EXTRACTED MATERIAL:
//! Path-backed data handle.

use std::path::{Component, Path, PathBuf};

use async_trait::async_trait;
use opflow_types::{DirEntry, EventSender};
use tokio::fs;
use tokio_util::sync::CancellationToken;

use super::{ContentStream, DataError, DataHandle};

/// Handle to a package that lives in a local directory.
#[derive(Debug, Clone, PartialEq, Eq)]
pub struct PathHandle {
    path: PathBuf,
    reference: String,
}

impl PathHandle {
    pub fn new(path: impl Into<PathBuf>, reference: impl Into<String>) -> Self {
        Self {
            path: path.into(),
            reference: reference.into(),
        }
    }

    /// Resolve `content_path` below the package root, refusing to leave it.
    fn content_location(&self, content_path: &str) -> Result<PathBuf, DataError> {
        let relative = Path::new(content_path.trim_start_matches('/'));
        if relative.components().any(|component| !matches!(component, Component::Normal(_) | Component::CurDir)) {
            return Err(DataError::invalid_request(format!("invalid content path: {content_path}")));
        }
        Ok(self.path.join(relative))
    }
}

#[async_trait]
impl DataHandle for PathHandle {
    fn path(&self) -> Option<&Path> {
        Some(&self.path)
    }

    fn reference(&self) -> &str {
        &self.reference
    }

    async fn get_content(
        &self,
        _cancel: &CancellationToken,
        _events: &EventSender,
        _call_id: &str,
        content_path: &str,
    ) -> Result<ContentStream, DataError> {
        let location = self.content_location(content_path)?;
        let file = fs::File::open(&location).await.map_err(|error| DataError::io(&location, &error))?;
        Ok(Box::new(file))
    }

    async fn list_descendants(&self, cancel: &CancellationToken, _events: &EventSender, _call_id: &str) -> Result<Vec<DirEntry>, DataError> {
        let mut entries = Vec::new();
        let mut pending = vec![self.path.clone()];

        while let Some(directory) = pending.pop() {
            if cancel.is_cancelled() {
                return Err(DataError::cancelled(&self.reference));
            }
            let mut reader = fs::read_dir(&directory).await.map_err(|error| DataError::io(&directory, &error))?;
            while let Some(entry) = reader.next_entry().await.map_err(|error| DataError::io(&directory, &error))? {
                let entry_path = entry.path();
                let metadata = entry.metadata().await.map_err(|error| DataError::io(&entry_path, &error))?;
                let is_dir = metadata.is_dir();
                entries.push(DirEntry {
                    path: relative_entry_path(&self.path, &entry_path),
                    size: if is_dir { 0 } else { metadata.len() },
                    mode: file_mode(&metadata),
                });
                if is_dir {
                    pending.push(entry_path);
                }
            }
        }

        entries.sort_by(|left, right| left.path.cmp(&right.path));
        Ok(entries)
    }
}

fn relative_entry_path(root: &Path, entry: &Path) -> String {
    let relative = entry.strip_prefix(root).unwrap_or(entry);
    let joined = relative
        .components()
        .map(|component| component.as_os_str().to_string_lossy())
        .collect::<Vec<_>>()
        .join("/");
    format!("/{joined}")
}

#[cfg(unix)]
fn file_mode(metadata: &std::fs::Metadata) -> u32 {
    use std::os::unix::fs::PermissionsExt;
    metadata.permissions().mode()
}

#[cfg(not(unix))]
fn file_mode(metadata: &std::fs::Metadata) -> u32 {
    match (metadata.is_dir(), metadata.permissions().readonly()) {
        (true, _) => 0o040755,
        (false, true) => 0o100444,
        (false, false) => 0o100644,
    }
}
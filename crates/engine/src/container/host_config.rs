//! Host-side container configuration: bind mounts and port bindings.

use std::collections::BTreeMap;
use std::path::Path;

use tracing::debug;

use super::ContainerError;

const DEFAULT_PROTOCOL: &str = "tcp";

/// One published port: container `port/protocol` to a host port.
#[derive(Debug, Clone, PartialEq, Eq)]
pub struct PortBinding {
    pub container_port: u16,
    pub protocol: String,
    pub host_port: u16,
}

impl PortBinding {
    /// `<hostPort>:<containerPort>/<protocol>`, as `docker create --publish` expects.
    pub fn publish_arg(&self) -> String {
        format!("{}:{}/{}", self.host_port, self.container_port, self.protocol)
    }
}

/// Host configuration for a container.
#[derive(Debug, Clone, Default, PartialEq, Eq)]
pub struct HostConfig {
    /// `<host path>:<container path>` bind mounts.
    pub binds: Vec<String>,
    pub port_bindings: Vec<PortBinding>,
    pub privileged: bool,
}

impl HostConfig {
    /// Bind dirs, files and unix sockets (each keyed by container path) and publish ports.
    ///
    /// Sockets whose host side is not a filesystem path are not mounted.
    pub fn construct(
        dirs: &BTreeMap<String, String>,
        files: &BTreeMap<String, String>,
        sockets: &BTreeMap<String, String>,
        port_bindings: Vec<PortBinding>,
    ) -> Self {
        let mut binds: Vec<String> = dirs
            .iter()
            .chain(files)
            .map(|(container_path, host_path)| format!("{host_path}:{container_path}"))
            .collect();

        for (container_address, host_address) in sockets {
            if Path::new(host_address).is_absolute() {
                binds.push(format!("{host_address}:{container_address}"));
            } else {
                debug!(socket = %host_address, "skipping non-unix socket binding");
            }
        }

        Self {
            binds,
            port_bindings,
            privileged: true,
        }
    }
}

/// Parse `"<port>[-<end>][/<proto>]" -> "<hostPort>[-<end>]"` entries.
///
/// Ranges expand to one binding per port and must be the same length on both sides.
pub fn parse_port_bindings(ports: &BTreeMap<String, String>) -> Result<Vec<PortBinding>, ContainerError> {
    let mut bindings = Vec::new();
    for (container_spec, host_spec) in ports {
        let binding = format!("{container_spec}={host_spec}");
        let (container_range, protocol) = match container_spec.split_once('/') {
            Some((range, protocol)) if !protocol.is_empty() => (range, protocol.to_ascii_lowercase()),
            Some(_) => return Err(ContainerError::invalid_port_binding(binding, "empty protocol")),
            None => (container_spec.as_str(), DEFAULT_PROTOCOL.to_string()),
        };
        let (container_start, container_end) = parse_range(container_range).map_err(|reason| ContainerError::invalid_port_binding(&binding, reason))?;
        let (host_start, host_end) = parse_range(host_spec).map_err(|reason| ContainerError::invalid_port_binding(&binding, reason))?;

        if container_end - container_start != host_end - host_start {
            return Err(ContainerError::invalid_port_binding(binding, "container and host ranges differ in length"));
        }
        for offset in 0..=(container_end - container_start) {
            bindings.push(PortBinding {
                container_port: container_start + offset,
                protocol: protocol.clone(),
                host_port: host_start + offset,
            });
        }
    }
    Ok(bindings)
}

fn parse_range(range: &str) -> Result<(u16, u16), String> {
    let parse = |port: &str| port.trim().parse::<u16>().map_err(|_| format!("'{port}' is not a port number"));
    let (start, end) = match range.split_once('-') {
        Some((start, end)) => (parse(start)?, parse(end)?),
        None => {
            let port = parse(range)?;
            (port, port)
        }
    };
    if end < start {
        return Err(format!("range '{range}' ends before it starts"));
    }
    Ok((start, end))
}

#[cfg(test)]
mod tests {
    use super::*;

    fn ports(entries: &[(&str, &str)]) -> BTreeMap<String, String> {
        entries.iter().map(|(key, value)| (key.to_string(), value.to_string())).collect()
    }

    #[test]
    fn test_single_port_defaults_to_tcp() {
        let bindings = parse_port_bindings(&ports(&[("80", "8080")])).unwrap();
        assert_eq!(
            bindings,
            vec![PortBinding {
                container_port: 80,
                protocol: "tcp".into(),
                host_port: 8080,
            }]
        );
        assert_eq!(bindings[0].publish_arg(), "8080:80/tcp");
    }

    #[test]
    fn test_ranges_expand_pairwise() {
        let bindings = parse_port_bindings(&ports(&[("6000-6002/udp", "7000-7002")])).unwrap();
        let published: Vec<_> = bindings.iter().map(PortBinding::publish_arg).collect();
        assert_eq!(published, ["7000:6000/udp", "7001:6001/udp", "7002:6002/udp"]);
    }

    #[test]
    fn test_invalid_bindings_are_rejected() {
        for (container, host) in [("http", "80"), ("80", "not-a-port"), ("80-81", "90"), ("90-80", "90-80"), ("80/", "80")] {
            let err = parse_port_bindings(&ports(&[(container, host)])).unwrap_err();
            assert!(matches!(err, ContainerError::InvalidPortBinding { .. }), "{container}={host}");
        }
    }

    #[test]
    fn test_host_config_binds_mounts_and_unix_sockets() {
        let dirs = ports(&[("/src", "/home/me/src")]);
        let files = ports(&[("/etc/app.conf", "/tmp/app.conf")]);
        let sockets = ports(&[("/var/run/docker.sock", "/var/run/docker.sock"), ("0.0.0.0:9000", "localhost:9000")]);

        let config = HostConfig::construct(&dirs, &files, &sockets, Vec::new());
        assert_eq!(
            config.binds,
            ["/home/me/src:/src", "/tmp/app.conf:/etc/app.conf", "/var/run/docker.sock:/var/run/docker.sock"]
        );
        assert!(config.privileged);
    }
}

THE PROBLEM:
Filter the listing above by the word "length"; copy each line that passes.

RESPONSE FOR THIS EXERCISE:
/// Ranges expand to one binding per port and must be the same length on both sides.
            return Err(ContainerError::invalid_port_binding(binding, "container and host ranges differ in length"));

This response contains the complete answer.